*** Exercise input ***

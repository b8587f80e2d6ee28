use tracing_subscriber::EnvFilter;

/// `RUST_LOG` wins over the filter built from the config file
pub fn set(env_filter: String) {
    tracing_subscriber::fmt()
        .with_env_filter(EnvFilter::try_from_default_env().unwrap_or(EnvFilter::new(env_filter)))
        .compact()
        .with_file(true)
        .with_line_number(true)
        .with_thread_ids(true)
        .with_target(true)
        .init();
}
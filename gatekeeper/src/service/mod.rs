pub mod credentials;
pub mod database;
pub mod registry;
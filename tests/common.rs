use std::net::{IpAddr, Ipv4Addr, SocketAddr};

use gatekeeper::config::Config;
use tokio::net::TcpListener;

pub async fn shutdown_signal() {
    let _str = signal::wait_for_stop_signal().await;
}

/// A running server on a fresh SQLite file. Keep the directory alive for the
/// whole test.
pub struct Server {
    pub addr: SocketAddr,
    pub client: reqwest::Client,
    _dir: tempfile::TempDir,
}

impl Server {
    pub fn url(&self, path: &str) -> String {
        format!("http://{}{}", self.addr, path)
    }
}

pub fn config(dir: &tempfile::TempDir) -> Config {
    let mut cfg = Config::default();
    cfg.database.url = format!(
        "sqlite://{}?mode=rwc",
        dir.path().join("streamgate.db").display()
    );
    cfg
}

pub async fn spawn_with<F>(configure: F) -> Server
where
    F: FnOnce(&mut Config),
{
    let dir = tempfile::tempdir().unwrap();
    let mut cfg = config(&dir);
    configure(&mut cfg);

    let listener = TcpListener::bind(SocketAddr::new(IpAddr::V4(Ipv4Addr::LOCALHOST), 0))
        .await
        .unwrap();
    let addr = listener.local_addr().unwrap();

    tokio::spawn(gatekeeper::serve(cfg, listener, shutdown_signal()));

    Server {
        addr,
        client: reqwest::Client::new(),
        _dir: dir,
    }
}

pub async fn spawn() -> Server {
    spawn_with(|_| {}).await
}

*** End of Exercise input ***

In the listing above, how many lines include the string "filename"? Reply with the number alone.

## Exercise solution
2